Our bodies need fats and calories to survive. We need most of the things in food to stay healthy, so don't get too wrapped up in what has what right now, just keep a list of what you consume and go to the Internet and get the nutritional information so that you know. Once you've spent that first week doing this, take a deep breath, relax from the shock of how many calories you consume and take action.
Taking Action
What I'm advocating here is nothing really new. Part of the reason there is an obesity epidemic in America is our lifestyles are not designed for healthy living. We are too busy and too wrapped up in everything else to take time out for our health. If we don't do it now, no matter how old we are, how busy we were when we were healthy won't matter a bit. So, it's time to take action.
The average person needs around 2,000 calories to maintain a healthy weight. There are several calculators on the Internet that will help you decide how many calories you need to maintain your current weight. Remember to check with your doctor to see what they say, but in general if you want to lose weight cut no more than ten percent of your calories. It is very easy to cut too many and damage yourself. So, be careful, but generally you are safe if you cut from five to ten percent.
Then you need to take a look at the kinds of calories that you take in. Calories from carbohydrates are fine, but not all carbs are created equal. Whole grains are better than processed grains. Do your best to take your calories from carbohydrates from whole grains rather than processed grains. Also, think about some other things. Corn is not a vegetable. It is almost purely carbohydrate. White rice is not nearly as good for you as brown rice and wild rice (with the husks on) is best. So, take a look at your carb intake and the kinds of carbs you take in.
Carbs are not your enemy; in fact your body needs them to operate properly. But, in my case, I was taking in about 500 grams of carbs a day when I only need about 300. Many of those carbs were coming from things that we just don't think about that much. Corn, beans, pasta and the worst of all, alcohol. The average full flavor beer has between thirteen and fifteen grams of carbs per serving. Six beers is nearly a third of your daily allowance for carbs. So, if you add on the potato chips, bread from your lunch, pasta from your supper and the bagel from your breakfast you quickly approach your daily limit. So, count the carbs and limit them to "good" carbs from whole grains. Alcohol intake should be kept to no more than one drink a day for women and two drinks a day for men.

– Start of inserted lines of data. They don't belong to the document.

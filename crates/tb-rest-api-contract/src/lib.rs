// Copyright 2025 Schelling Point Labs Inc
// SPDX-License-Identifier: AGPL-3.0-only

//! Taskboard REST API contract types and validation
//!
//! Request/response bodies, list query options and real-time event frames
//! shared between the server and its tests. Validation rules for incoming
//! bodies live next to the types as `validator` attributes.

pub mod error;
pub mod events;
pub mod types;
pub mod validation;

pub use error::*;
pub use events::*;
pub use types::*;

/// Generate OpenAPI schema for the API contract types
#[cfg(feature = "utoipa")]
pub fn openapi_schema() -> utoipa::openapi::OpenApi {
    use tb_domain_types::{TaskPriority, TaskStatus, UserProfile};
    use utoipa::OpenApi;

    #[derive(OpenApi)]
    #[openapi(
        info(title = "Taskboard REST API"),
        paths(),
        components(schemas(
            TaskPriority,
            TaskStatus,
            UserProfile,
            RegisterRequest,
            LoginRequest,
            CreateTaskRequest,
            UpdateTaskRequest,
            Task,
            TaskSortKey,
            SortOrder,
            MessageResponse,
            ErrorBody,
            StatusChanged,
            PriorityChanged,
            AssigneeChanged,
            Assigned
        ))
    )]
    struct ApiDoc;
    ApiDoc::openapi()
}
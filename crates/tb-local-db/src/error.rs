// Copyright 2025 Schelling Point Labs Inc
// SPDX-License-Identifier: AGPL-3.0-only

use thiserror::Error;

pub type Result<T> = std::result::Result<T, Error>;

#[derive(Debug, Error)]
pub enum Error {
    #[error("SQLite error: {0}")]
    Sqlite(#[from] rusqlite::Error),

    #[error("Email already registered: {0}")]
    DuplicateEmail(String),

    #[error("Referenced user does not exist")]
    MissingUser,

    #[error("Database lock poisoned")]
    LockPoisoned,
}
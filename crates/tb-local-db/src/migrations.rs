// Copyright 2025 Schelling Point Labs Inc
// SPDX-License-Identifier: AGPL-3.0-only

use crate::Result;
use rusqlite::Connection;

/// Ordered schema steps; `PRAGMA user_version` records how many were applied.
const MIGRATIONS: &[&str] = &[r#"
    CREATE TABLE users (
        id            TEXT PRIMARY KEY,
        name          TEXT NOT NULL,
        email         TEXT NOT NULL UNIQUE,
        password_hash TEXT NOT NULL,
        created_at    TEXT NOT NULL
    );

    CREATE TABLE tasks (
        id             TEXT PRIMARY KEY,
        title          TEXT NOT NULL,
        description    TEXT NOT NULL,
        due_date       TEXT NOT NULL,
        priority       TEXT NOT NULL
                       CHECK (priority IN ('LOW', 'MEDIUM', 'HIGH', 'URGENT')),
        status         TEXT NOT NULL
                       CHECK (status IN ('TODO', 'IN_PROGRESS', 'REVIEW', 'DONE')),
        creator_id     TEXT NOT NULL REFERENCES users(id),
        assigned_to_id TEXT REFERENCES users(id),
        created_at     TEXT NOT NULL,
        updated_at     TEXT NOT NULL
    );

    CREATE INDEX idx_tasks_status ON tasks(status);
    CREATE INDEX idx_tasks_assigned_to ON tasks(assigned_to_id);
    CREATE INDEX idx_tasks_creator ON tasks(creator_id);
"#];

pub(crate) fn migrate(conn: &mut Connection) -> Result<()> {
    let current: usize = conn.pragma_query_value(None, "user_version", |row| row.get(0))?;
    if current >= MIGRATIONS.len() {
        return Ok(());
    }

    let tx = conn.transaction()?;
    for (idx, sql) in MIGRATIONS.iter().enumerate().skip(current) {
        tracing::info!(version = idx + 1, "applying schema migration");
        tx.execute_batch(sql)?;
    }
    tx.pragma_update(None, "user_version", MIGRATIONS.len())?;
    tx.commit()?;
    Ok(())
}
//! Chart payloads attached to column profiles.
//!
//! Figures serialize to the JSON shape plotly.js accepts directly:
//! `{"data": [trace, ...], "layout": {...}}`.

use serde::{Deserialize, Serialize};
use serde_json::Value;

use crate::error::Result;

/// Number of bins used for per-column histograms.
pub const HISTOGRAM_BINS: usize = 75;

/// A plotly figure.
#[derive(Debug, Clone, PartialEq, Serialize, Deserialize)]
pub struct Figure {
    pub data: Vec<Trace>,
    pub layout: Layout,
}

/// A single plotly trace.
#[derive(Debug, Clone, PartialEq, Serialize, Deserialize)]
#[serde(tag = "type", rename_all = "lowercase")]
pub enum Trace {
    Bar {
        x: Vec<String>,
        y: Vec<u64>,
    },
    Histogram {
        name: String,
        x: Vec<Value>,
        nbinsx: usize,
    },
}

#[derive(Debug, Clone, PartialEq, Serialize, Deserialize)]
pub struct Layout {
    pub xaxis: Axis,
    pub yaxis: Axis,
}

#[derive(Debug, Clone, PartialEq, Serialize, Deserialize)]
pub struct Axis {
    pub title: AxisTitle,
}

#[derive(Debug, Clone, PartialEq, Serialize, Deserialize)]
pub struct AxisTitle {
    pub text: String,
}

impl Axis {
    fn titled(text: impl Into<String>) -> Self {
        Self {
            title: AxisTitle { text: text.into() },
        }
    }
}

/// Counts shown for high-cardinality text columns.
#[derive(Debug, Clone, Copy, PartialEq, Eq)]
pub struct ColumnCounts {
    pub nulls: u64,
    pub non_nulls: u64,
    pub total: u64,
    pub distinct: u64,
}

impl Figure {
    /// Bar chart of a column's null, non-null, total and distinct counts.
    pub fn count_bars(counts: ColumnCounts) -> Self {
        Self {
            data: vec![Trace::Bar {
                x: vec![
                    "Null Values".to_string(),
                    "Total Non-Null Values".to_string(),
                    "Total Values inc. Nulls".to_string(),
                    "Distinct Values".to_string(),
                ],
                y: vec![counts.nulls, counts.non_nulls, counts.total, counts.distinct],
            }],
            layout: Layout {
                xaxis: Axis::titled("col_names"),
                yaxis: Axis::titled("value"),
            },
        }
    }

    /// Histogram of a column's raw values.
    pub fn histogram(column: &str, values: Vec<Value>) -> Self {
        Self {
            data: vec![Trace::Histogram {
                name: column.to_string(),
                x: values,
                nbinsx: HISTOGRAM_BINS,
            }],
            layout: Layout {
                xaxis: Axis::titled(column),
                yaxis: Axis::titled("count"),
            },
        }
    }

    pub fn to_value(&self) -> Result<Value> {
        Ok(serde_json::to_value(self)?)
    }

    pub fn to_json(&self) -> Result<String> {
        Ok(serde_json::to_string(self)?)
    }
}

#[cfg(test)]
mod tests {
    use super::*;
    use serde_json::json;

    #[test]
    fn test_bar_chart_shape() {
        let figure = Figure::count_bars(ColumnCounts {
            nulls: 1,
            non_nulls: 99,
            total: 100,
            distinct: 60,
        });
        let value = figure.to_value().unwrap();
        assert_eq!(value["data"][0]["type"], "bar");
        assert_eq!(value["data"][0]["y"], json!([1, 99, 100, 60]));
        assert_eq!(value["layout"]["yaxis"]["title"]["text"], "value");
    }

    #[test]
    fn test_histogram_shape() {
        let figure = Figure::histogram("age", vec![json!(31), json!(45)]);
        let parsed: Value = serde_json::from_str(&figure.to_json().unwrap()).unwrap();
        assert_eq!(parsed["data"][0]["type"], "histogram");
        assert_eq!(parsed["data"][0]["nbinsx"], 75);
        assert_eq!(parsed["data"][0]["x"], json!([31, 45]));
    }
}
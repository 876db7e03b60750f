//! Error types for the term-profiler library.
//!
//! All fallible operations return [`ProfilerError`] through the crate-wide
//! [`Result`] alias. The first four variants are the framework's own error
//! kinds; the rest wrap failures coming from DataFusion, Arrow, the file
//! system and model loading.

use thiserror::Error;

use crate::data_source::BackendKind;

/// The main error type for the term-profiler library.
#[derive(Error, Debug)]
pub enum ProfilerError {
    /// A metric result was read before the metric was invoked.
    #[error("Metric '{metric}' has not been calculated yet; invoke it at least once before reading its result")]
    NotCalculated {
        /// Name of the metric (or view) that was read
        metric: String,
    },

    /// The metric has no computation path for the bound data source.
    #[error("Metric '{metric}' is not implemented for the {backend} backend")]
    UnsupportedBackend {
        /// Name of the metric
        metric: String,
        /// Backend the metric was asked to run against
        backend: BackendKind,
    },

    /// Malformed metric parameters, metadata or dashboard composition.
    #[error("Configuration error: {0}")]
    Configuration(String),

    /// Numeric failure inside a metric algorithm.
    #[error("Computation error: {0}")]
    Computation(String),

    /// Error from DataFusion operations.
    #[error("DataFusion error: {0}")]
    DataFusion(#[from] datafusion::error::DataFusionError),

    /// Error from Arrow operations.
    #[error("Arrow error: {0}")]
    Arrow(#[from] arrow::error::ArrowError),

    /// Error from data source operations.
    #[error("Data source error: {message}")]
    DataSource {
        /// Type of data source (e.g., "CSV", "Parquet", "view")
        source_type: String,
        /// Detailed error message
        message: String,
        /// Optional underlying error
        #[source]
        source: Option<Box<dyn std::error::Error + Send + Sync>>,
    },

    /// Error from I/O operations.
    #[error("IO error: {0}")]
    Io(#[from] std::io::Error),

    /// Error from serialization/deserialization operations.
    #[error("Serialization error: {0}")]
    Serialization(String),

    /// A required column is not present in the table.
    #[error("Column '{column}' not found in dataset")]
    ColumnNotFound { column: String },

    /// Data types don't match what the metric expects.
    #[error("Type mismatch: expected {expected}, found {found}")]
    TypeMismatch { expected: String, found: String },

    /// Failure loading or scoring a model.
    #[error("Model error: {0}")]
    Model(String),

    /// An identifier could not be safely embedded in a query.
    #[error("Security error: {0}")]
    Security(String),

    /// Generic internal error for unexpected conditions.
    #[error("Internal error: {0}")]
    Internal(String),
}

/// A type alias for `Result<T, ProfilerError>`.
pub type Result<T> = std::result::Result<T, ProfilerError>;

impl ProfilerError {
    /// Creates a not-calculated error for the named metric.
    pub fn not_calculated(metric: impl Into<String>) -> Self {
        Self::NotCalculated {
            metric: metric.into(),
        }
    }

    /// Creates an unsupported-backend error for the named metric.
    pub fn unsupported_backend(metric: impl Into<String>, backend: BackendKind) -> Self {
        Self::UnsupportedBackend {
            metric: metric.into(),
            backend,
        }
    }

    /// Creates a configuration error.
    pub fn configuration(message: impl Into<String>) -> Self {
        Self::Configuration(message.into())
    }

    /// Creates a computation error.
    pub fn computation(message: impl Into<String>) -> Self {
        Self::Computation(message.into())
    }

    /// Creates a new data source error.
    pub fn data_source(source_type: impl Into<String>, message: impl Into<String>) -> Self {
        Self::DataSource {
            source_type: source_type.into(),
            message: message.into(),
            source: None,
        }
    }

    /// Creates a new data source error with a source error.
    pub fn data_source_with_source(
        source_type: impl Into<String>,
        message: impl Into<String>,
        source: Box<dyn std::error::Error + Send + Sync>,
    ) -> Self {
        Self::DataSource {
            source_type: source_type.into(),
            message: message.into(),
            source: Some(source),
        }
    }

    /// Creates a column-not-found error.
    pub fn column_not_found(column: impl Into<String>) -> Self {
        Self::ColumnNotFound {
            column: column.into(),
        }
    }
}

impl From<serde_json::Error> for ProfilerError {
    fn from(err: serde_json::Error) -> Self {
        Self::Serialization(err.to_string())
    }
}
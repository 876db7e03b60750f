//! # term-profiler - data quality metrics and dashboards
//!
//! term-profiler computes data quality and anomaly metrics over a tabular
//! dataset and composes them into dashboards. The same named metric runs
//! against two backends: a table held in memory, or a queryable view that
//! pushes the work down to a DataFusion session as SQL.
//!
//! ## Quick Start
//!
//! ```rust,no_run
//! use std::sync::Arc;
//! use term_profiler::prelude::*;
//! use term_profiler::metrics::{DuplicateRows, TotalBlankCells, TotalRowsCols};
//! use term_profiler::sources::CsvSource;
//!
//! # async fn example() -> term_profiler::error::Result<()> {
//! let source = DataSource::from_source(&CsvSource::new("data/mortgages.csv")?).await?;
//!
//! let mut dashboard = Dashboard::new();
//! dashboard.add(vec![
//!     Metric::new(Arc::new(TotalRowsCols), &source),
//!     Metric::new(Arc::new(TotalBlankCells), &source)
//!         .with_params(MetricParams::new().with("pc", true).with("dp", 3))?,
//!     Metric::new(Arc::new(DuplicateRows), &source),
//! ]);
//! dashboard.calculate().await?;
//!
//! for metric in dashboard.metrics() {
//!     println!("{}: {:?}", metric.label().unwrap_or(metric.name()), metric.result()?);
//! }
//! # Ok(())
//! # }
//! ```
//!
//! ## Backends
//!
//! A [`DataSource`](data_source::DataSource) is either in-memory or
//! queryable. In-memory sources are loaded through a
//! [`TabularSource`](sources::TabularSource) (CSV, JSON, Parquet, record
//! batches, or a materialised view). Queryable sources wrap a
//! [`QueryableView`](view::QueryableView), such as a
//! [`DataFusionView`](view::DataFusionView) over a named table or a
//! parameterised query. A metric that has no implementation for the selected
//! backend fails with `UnsupportedBackend`.
//!
//! ## Architecture
//!
//! - **`table`**: the [`TabularTable`](table::TabularTable) data model
//! - **`sources`**: readers producing tables
//! - **`view`**: queryable views and their parameters
//! - **`data_source`**: backend selection and dispatch
//! - **`metric`**: the `Metric` wrapper, parameters, outputs and display metadata
//! - **`metrics`**: the metric kinds (profiling, blanks, duplicates, postcodes,
//!   addresses, client notes, z-score and regression anomalies, rules)
//! - **`model`**: classifier and regressor traits with JSON-loadable models
//! - **`dashboard`**: `Dashboard` and `StandardDashboard`
//! - **`chart`**: plotly-compatible chart payloads
//! - **`logging`**: logging configuration and subscriber setup

pub mod chart;
pub mod context;
pub mod dashboard;
pub mod data_source;
pub mod error;
pub mod logging;
pub mod metric;
pub mod metrics;
pub mod model;
pub mod prelude;
pub mod security;
pub mod sources;
pub mod stats;
pub mod table;
pub mod view;

#[cfg(any(test, feature = "test-utils"))]
pub mod test_fixtures;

Protein is critical to alleviate hunger. However, protein from red meat is accompanied by large amounts of saturated fat. Pork, fish and chicken are your best options for protein unless, like me, you switch to mostly soy protein. This isn't your mom's tofu anymore. Soy protein comes in many forms and most of it tastes pretty good. I still don't like tofu, but the rest of it isn't bad. Dairy is also a good source of protein, but I try to stay away from it, because of the saturated fat.
Fruits and vegetables are the kings of weight loss. We all know this, but rarely do we take the time to recognize it. Here are the guidelines that I use for fruits and vegetables. Fresh over frozen over canned. Canned fruits and vegetables often have very high sodium or sugar levels and most of us don't need more salt or sugar.
Processed sugar is basically not something you need. If you must have it though, limit it to very small quantities. Humans crave sugar, but it isn't good for us. In small quantities, it is not a problem, but remember that sugar contains carbohydrates. Remember the hidden carbs?